Todo ano, durante a primeira semana de fevereiro, o Ministério da Saúde e as secretarias estaduais da área promovem a Semana Nacional de Prevenção da Gravidez na Adolescência. O evento busca mobilizar diferentes setores governamentais para a implementação de ações e políticas públicas eficazes para a redução da gravidez na adolescência e promoção da saúde sexual e reprodutiva dos jovens no país.

A presidente da Associação de Ginecologistas e Obstetras de Minas Gerais (Sogimig), Inessa Beraldo, explica que uma gestação durante a infância e adolescência implica maior risco de complicações como pré-eclâmpsia, anemia e depressão pós-parto. Além disso, a médica afirma que há grande possibilidade de haver uma evolução para o aborto espontâneo e a morte materna. Em relação ao feto, a gestação precoce também acarreta riscos, uma vez que são grandes as possibilidades de parto prematuro, baixo peso e complicações ao longo da infância.

Segundo a família da garota warao que morreu em Betim, a menina só descobriu que estava grávida aos seis meses de gestação. Mesmo depois, ela e a família não procuraram o sistema de saúde para iniciar o pré-natal. Ao Estado de Minas, Flávia Gomes, uma amiga dos indígenas da comunidade de origem venezuelana, contou que todos foram pegos de surpresa, e a menina só fez um teste de gravidez depois de muita insistência da mãe. Ela ainda afirmou que ninguém da comunidade desconfiou, já que a criança era “encorpada”. “Quando o hospital comunicou que teria que retirar o bebê, o pai da Dorca se recusou (num primeiro momento) a aceitar por achar que ela estaria com dois meses”, disse.

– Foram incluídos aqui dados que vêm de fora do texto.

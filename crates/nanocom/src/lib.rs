//! Minimal component-ABI ("nano-component") vocabulary
//!
//! A small distillation of COM-style conventions for defining an ABI
//! between components that are built and deployed separately:
//!
//! - [`Hresult`]: failures expressed as a signed 32-bit return code, with
//!   the well-known code taxonomy and [`catch_hresult`] bridging to and
//!   from Rust error handling at the boundary
//! - [`Interface`] / [`declare_iid!`]: GUID identities for interface types,
//!   bound at compile time
//! - [`Unknown`]: intrusive reference counting and GUID-keyed casting
//! - [`WeakReference`] / [`WeakReferenceSource`]: access to an object
//!   without keeping it alive
//! - [`com_alloc`] / [`com_free`]: memory that transfers ownership across
//!   library boundaries
//!
//! Everything runtime-flavored from the ancestral object model (activation,
//! apartments, marshaling, registration) is deliberately absent.
//!
//! # Example
//!
//! ```
//! use nanocom::{declare_iid, iid_of, Hresult, Unknown};
//!
//! // Declare an interface and bind its identity.
//! trait TextSink: Unknown {
//!     fn write_line(&self, line: &str);
//! }
//! declare_iid!("{5a1b72e4-90cf-4b6a-8f24-3d8be1c407a9}", dyn TextSink);
//!
//! assert_eq!(
//!     iid_of::<dyn TextSink>().to_string(),
//!     "{5a1b72e4-90cf-4b6a-8f24-3d8be1c407a9}",
//! );
//!
//! // Result codes keep their sign discipline.
//! assert!(Hresult::OK.is_success());
//! assert!(Hresult::FAILURE_NO_INTERFACE.is_failure());
//! assert_eq!(Hresult::FAILURE_INVALID_ARGUMENT.to_bits(), 0x8007_0057);
//! ```

pub mod alloc;
pub mod error;
pub mod hresult;
pub mod iid;
pub mod unknown;

pub use alloc::{com_alloc, com_free};
pub use error::{catch_hresult, catch_hresult_with, ComError};
pub use hresult::{Hresult, HresultError};
pub use iid::{iid_of, iid_of_target, iid_of_val, Interface};
pub use unknown::{ComRc, ComResult, Refcount, Unknown, WeakReference, WeakReferenceSource};

// The GUID vocabulary is part of this crate's API surface; re-exported so
// consumers (and `declare_iid!` expansions) need only one dependency.
pub use guid::{guid, Guid};
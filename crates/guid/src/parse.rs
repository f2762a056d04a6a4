//! Textual GUID parsing.
//!
//! Accepted form: `xxxxxxxx-xxxx-xxxx-xxxx-xxxxxxxxxxxx`, optionally wrapped
//! in braces, hex digits in either case. The whole parser is `const fn`, so
//! the same code checks embedded literals at build time (via [`guid!`]) and
//! user input at run time.

use std::fmt;

use thiserror::Error;

use crate::Guid;

/// Failure classes for textual GUID parsing.
#[derive(Debug, Clone, Copy, PartialEq, Eq)]
pub enum GuidParseErrorKind {
    /// Something other than `0-9a-fA-F` where a hex digit was required.
    InvalidHexDigit,
    /// A missing `-` at one of the four separator positions.
    ExpectedSeparator,
    /// An opening `{` without its matching `}`.
    ExpectedClosingBrace,
    /// The input ended before the form was complete.
    UnexpectedEnd,
    /// Characters left over after a complete GUID.
    TrailingCharacters,
}

impl GuidParseErrorKind {
    /// Human-readable description of the failure class.
    pub const fn message(self) -> &'static str {
        match self {
            Self::InvalidHexDigit => "invalid hexadecimal character",
            Self::ExpectedSeparator => "expected `-` separator",
            Self::ExpectedClosingBrace => "expected closing `}`",
            Self::UnexpectedEnd => "unexpected end of input",
            Self::TrailingCharacters => "unexpected trailing characters",
        }
    }
}

impl fmt::Display for GuidParseErrorKind {
    fn fmt(&self, f: &mut fmt::Formatter<'_>) -> fmt::Result {
        f.write_str(self.message())
    }
}

/// A positioned GUID parse failure.
#[derive(Debug, Clone, Copy, PartialEq, Eq, Error)]
#[error("{kind} at offset {offset}")]
pub struct GuidParseError {
    /// What went wrong.
    pub kind: GuidParseErrorKind,
    /// Code-unit index at which parsing failed.
    pub offset: usize,
}

impl GuidParseError {
    /// Human-readable description of the failure class.
    pub const fn message(&self) -> &'static str {
        self.kind.message()
    }
}

/// Unwraps a `Result` in a `const fn`, where `?` is unavailable.
macro_rules! tri {
    ($expr:expr) => {
        match $expr {
            Ok(value) => value,
            Err(e) => return Err(e),
        }
    };
}

// One parser body instantiated per code-unit width, the same way for byte
// and UTF-16 input. All comparisons go through `as $unit` casts of ASCII
// byte literals, so a non-ASCII wide unit simply fails as a mismatch at its
// position.
macro_rules! parser_impl {
    ($name:ident, $unit:ty) => {
        mod $name {
            use super::{Guid, GuidParseError, GuidParseErrorKind};

            const fn hex_digit(units: &[$unit], i: usize) -> Result<u8, GuidParseError> {
                if i >= units.len() {
                    return Err(GuidParseError {
                        kind: GuidParseErrorKind::UnexpectedEnd,
                        offset: i,
                    });
                }
                let c = units[i];
                if c >= b'0' as $unit && c <= b'9' as $unit {
                    Ok((c - b'0' as $unit) as u8)
                } else if c >= b'a' as $unit && c <= b'f' as $unit {
                    Ok((c - b'a' as $unit) as u8 + 10)
                } else if c >= b'A' as $unit && c <= b'F' as $unit {
                    Ok((c - b'A' as $unit) as u8 + 10)
                } else {
                    Err(GuidParseError {
                        kind: GuidParseErrorKind::InvalidHexDigit,
                        offset: i,
                    })
                }
            }

            const fn expect(
                units: &[$unit],
                i: usize,
                want: u8,
                kind: GuidParseErrorKind,
            ) -> Result<usize, GuidParseError> {
                if i >= units.len() {
                    return Err(GuidParseError {
                        kind: GuidParseErrorKind::UnexpectedEnd,
                        offset: i,
                    });
                }
                if units[i] != want as $unit {
                    return Err(GuidParseError { kind, offset: i });
                }
                Ok(i + 1)
            }

            const fn hex_u8(units: &[$unit], i: usize) -> Result<u8, GuidParseError> {
                let hi = tri!(hex_digit(units, i));
                let lo = tri!(hex_digit(units, i + 1));
                Ok((hi << 4) | lo)
            }

            const fn hex_u16(units: &[$unit], i: usize) -> Result<u16, GuidParseError> {
                let hi = tri!(hex_u8(units, i));
                let lo = tri!(hex_u8(units, i + 2));
                Ok(((hi as u16) << 8) | lo as u16)
            }

            const fn hex_u32(units: &[$unit], i: usize) -> Result<u32, GuidParseError> {
                let hi = tri!(hex_u16(units, i));
                let lo = tri!(hex_u16(units, i + 4));
                Ok(((hi as u32) << 16) | lo as u32)
            }

            pub(crate) const fn parse(units: &[$unit]) -> Result<Guid, GuidParseError> {
                let braced = !units.is_empty() && units[0] == b'{' as $unit;
                let mut i = if braced { 1 } else { 0 };

                let data1 = tri!(hex_u32(units, i));
                i += 8;
                i = tri!(expect(units, i, b'-', GuidParseErrorKind::ExpectedSeparator));
                let data2 = tri!(hex_u16(units, i));
                i += 4;
                i = tri!(expect(units, i, b'-', GuidParseErrorKind::ExpectedSeparator));
                let data3 = tri!(hex_u16(units, i));
                i += 4;
                i = tri!(expect(units, i, b'-', GuidParseErrorKind::ExpectedSeparator));

                let mut data4 = [0u8; 8];
                data4[0] = tri!(hex_u8(units, i));
                i += 2;
                data4[1] = tri!(hex_u8(units, i));
                i += 2;
                i = tri!(expect(units, i, b'-', GuidParseErrorKind::ExpectedSeparator));
                let mut k = 2;
                while k < 8 {
                    data4[k] = tri!(hex_u8(units, i));
                    i += 2;
                    k += 1;
                }

                if braced {
                    i = tri!(expect(
                        units,
                        i,
                        b'}',
                        GuidParseErrorKind::ExpectedClosingBrace
                    ));
                }
                if i != units.len() {
                    return Err(GuidParseError {
                        kind: GuidParseErrorKind::TrailingCharacters,
                        offset: i,
                    });
                }

                Ok(Guid::from_fields(data1, data2, data3, data4))
            }
        }
    };
}

parser_impl!(narrow, u8);
parser_impl!(wide, u16);

impl Guid {
    /// Parses the canonical string form, with or without braces.
    ///
    /// Usable in const contexts; [`guid!`] wraps this for literals.
    pub const fn parse(text: &str) -> Result<Guid, GuidParseError> {
        narrow::parse(text.as_bytes())
    }

    /// [`Guid::parse`] over UTF-16 code units, for wide-string hosts.
    pub const fn parse_utf16(units: &[u16]) -> Result<Guid, GuidParseError> {
        wide::parse(units)
    }
}

impl std::str::FromStr for Guid {
    type Err = GuidParseError;

    fn from_str(s: &str) -> Result<Self, Self::Err> {
        Guid::parse(s)
    }
}

/// Parses a GUID literal at compile time.
///
/// ```
/// use guid::{guid, Guid};
///
/// const FRAME_SOURCE: Guid = guid!("{bf48a340-7f33-48a9-8a05-7bd36a4b8a9c}");
/// assert_eq!(FRAME_SOURCE.data2, 0x7f33);
/// ```
///
/// A malformed literal fails the build with the failure class spelled out:
///
/// ```compile_fail
/// use guid::guid;
///
/// let _ = guid!("{bf48a340-7f33-48a9-8a05-7bd36a4b8a9g}");
/// ```
#[macro_export]
macro_rules! guid {
    ($text:expr) => {{
        const PARSED: $crate::Guid = match $crate::Guid::parse($text) {
            Ok(parsed) => parsed,
            Err(e) => match e.kind {
                $crate::GuidParseErrorKind::InvalidHexDigit => {
                    panic!("invalid GUID literal: invalid hexadecimal character")
                }
                $crate::GuidParseErrorKind::ExpectedSeparator => {
                    panic!("invalid GUID literal: expected `-` separator")
                }
                $crate::GuidParseErrorKind::ExpectedClosingBrace => {
                    panic!("invalid GUID literal: missing closing brace")
                }
                $crate::GuidParseErrorKind::UnexpectedEnd => {
                    panic!("invalid GUID literal: unexpected end of input")
                }
                $crate::GuidParseErrorKind::TrailingCharacters => {
                    panic!("invalid GUID literal: unexpected trailing characters")
                }
            },
        };
        PARSED
    }};
}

Segundo Inessa, independentemente da idade, quando a mulher descobre que está grávida é imprescindível procurar uma unidade de saúde para iniciar o pré-natal. Ela explica que o momento é importante para identificar riscos e entender quais medidas de prevenção são essenciais para a gestante. Para a médica, para além dos riscos físicos e psicológicos, uma gravidez durante a infância e adolescência também gera impactos sociais. “Muitas vezes, as gestações acabam causando o abandono escolar e dificultam a inserção dessas mulheres no mercado de trabalho, perpetuando esses ciclos de pobreza”. 

Estupro de vulnerável

O crime de estupro contra vulnerável está previsto no artigo 217-A do Código Penal Brasileiro. O texto veda a prática de conjunção carnal ou outro ato libidinoso com menor de 14 anos, sob pena de reclusão de 8 a 15 anos. O parágrafo 1º do mesmo artigo classifica também com vulnerável qualquer pessoa que não tenha o necessário discernimento para a prática do ato, devido a enfermidade ou deficiência mental, ou que por algum motivo não possa se defender. Se da consulta resulta lesão corporal de natureza grave, a pena sobe para 10 a 20 anos de reclusão. E no caso de provocar a morte da vítima, a condenação salta de 12 a 30 anos de prisão. Para denunciar, ligue 180. Em casos de emergência, ligue 190.